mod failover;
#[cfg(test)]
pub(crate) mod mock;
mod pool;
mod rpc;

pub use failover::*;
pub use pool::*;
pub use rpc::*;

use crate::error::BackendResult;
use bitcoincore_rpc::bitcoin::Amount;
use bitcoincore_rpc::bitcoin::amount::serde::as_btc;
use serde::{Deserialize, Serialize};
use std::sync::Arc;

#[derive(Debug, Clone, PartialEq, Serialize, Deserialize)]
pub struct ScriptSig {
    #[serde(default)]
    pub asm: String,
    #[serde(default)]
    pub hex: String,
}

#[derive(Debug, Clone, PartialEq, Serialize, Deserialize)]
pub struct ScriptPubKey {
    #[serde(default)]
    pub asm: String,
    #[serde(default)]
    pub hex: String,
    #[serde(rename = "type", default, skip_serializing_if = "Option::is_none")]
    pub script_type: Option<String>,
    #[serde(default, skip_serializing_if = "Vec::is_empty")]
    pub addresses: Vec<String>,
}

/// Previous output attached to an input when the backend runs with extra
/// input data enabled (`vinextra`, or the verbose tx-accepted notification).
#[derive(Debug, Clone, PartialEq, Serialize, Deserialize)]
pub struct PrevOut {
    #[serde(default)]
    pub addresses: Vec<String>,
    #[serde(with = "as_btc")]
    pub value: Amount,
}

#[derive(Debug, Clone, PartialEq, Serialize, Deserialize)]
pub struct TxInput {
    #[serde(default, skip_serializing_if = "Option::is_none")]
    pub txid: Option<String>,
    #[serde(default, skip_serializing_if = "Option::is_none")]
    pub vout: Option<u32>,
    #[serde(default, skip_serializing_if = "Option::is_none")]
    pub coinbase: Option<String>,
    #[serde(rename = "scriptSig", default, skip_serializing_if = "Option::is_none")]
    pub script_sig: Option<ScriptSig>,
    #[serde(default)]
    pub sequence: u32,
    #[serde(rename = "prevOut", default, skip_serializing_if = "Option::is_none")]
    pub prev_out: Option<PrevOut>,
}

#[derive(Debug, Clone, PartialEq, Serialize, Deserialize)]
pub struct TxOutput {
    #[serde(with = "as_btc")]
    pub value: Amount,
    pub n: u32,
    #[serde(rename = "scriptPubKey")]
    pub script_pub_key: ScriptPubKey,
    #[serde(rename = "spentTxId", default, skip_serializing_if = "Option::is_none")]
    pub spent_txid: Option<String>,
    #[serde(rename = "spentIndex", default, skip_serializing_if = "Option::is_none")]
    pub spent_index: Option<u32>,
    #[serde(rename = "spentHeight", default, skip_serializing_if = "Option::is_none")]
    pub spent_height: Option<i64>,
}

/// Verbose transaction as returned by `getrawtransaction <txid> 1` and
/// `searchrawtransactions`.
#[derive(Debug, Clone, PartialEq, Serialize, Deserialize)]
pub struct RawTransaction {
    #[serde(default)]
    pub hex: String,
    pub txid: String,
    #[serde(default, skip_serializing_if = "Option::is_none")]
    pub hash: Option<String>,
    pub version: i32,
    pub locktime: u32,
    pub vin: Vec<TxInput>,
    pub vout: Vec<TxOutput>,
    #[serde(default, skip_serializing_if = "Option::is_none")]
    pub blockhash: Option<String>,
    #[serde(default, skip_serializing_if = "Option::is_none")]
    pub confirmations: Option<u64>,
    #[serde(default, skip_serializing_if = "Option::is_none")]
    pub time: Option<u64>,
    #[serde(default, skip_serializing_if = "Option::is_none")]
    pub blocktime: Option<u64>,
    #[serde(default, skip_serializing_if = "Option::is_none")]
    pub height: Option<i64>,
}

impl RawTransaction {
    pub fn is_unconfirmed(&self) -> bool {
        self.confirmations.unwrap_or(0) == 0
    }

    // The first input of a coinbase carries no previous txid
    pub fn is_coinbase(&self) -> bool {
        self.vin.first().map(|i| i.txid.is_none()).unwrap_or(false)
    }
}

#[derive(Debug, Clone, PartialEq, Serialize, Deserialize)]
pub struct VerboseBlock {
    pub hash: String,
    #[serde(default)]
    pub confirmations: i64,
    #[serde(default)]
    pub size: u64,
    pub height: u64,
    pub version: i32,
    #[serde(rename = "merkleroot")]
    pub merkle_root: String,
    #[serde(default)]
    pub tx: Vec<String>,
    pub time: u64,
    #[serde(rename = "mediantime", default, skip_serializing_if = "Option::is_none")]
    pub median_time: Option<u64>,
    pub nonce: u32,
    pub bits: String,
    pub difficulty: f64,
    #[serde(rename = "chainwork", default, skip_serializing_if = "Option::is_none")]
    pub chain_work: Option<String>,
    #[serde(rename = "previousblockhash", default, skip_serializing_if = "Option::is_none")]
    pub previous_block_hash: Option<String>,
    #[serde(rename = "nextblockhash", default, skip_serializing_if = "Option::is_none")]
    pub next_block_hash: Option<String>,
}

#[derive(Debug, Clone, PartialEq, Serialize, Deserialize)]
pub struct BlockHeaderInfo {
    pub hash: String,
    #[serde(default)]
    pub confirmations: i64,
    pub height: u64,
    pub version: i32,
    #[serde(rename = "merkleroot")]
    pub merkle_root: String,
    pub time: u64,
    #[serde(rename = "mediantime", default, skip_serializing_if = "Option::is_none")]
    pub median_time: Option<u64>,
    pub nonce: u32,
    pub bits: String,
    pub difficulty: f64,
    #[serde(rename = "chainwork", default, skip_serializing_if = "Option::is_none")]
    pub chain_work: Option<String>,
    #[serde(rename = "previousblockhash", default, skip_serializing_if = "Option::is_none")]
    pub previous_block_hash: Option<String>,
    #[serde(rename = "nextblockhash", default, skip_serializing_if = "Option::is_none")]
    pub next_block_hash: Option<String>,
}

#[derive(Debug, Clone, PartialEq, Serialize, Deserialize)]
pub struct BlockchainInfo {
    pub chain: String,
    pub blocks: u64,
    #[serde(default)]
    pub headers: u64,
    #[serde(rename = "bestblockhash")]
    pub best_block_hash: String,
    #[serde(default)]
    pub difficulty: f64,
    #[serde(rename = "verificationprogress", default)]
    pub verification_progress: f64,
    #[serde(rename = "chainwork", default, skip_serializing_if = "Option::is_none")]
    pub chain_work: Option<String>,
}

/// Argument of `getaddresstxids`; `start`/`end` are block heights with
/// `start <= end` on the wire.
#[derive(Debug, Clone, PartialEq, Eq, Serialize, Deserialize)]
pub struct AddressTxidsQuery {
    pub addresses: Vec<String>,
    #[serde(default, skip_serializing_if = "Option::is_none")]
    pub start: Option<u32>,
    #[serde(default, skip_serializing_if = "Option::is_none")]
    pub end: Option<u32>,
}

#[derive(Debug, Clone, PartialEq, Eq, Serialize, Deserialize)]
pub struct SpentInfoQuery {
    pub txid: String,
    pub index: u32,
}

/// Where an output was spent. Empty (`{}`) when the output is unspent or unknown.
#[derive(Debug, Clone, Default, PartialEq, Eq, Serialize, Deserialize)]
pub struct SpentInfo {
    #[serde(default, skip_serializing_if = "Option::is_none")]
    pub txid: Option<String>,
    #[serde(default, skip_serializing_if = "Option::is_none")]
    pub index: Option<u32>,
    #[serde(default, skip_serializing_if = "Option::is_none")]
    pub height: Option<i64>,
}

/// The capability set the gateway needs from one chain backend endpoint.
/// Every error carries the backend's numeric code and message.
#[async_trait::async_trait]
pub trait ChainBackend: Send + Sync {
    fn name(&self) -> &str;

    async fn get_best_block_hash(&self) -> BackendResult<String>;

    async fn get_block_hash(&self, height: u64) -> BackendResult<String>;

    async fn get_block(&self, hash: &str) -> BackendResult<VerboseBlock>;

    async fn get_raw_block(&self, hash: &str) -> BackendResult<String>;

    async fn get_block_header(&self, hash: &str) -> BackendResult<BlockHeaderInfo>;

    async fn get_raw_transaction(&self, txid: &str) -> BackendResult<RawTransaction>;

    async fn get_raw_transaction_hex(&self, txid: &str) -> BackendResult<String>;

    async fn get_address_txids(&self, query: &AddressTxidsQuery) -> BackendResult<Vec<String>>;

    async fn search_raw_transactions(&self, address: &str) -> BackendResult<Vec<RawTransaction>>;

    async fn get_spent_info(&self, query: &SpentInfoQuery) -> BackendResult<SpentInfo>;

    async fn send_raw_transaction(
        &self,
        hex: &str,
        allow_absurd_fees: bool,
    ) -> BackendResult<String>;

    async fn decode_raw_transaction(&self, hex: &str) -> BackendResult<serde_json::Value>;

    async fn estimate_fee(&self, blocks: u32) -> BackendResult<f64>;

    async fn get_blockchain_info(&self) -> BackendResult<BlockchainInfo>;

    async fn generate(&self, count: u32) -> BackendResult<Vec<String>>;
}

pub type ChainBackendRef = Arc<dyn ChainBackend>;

------

YOUR GOAL » The answer should be all lines from the entries above that hold the word "when".

FINISHED TASK »
/// Previous output attached to an input when the backend runs with extra
/// Where an output was spent. Empty (`{}`) when the output is unspent or unknown.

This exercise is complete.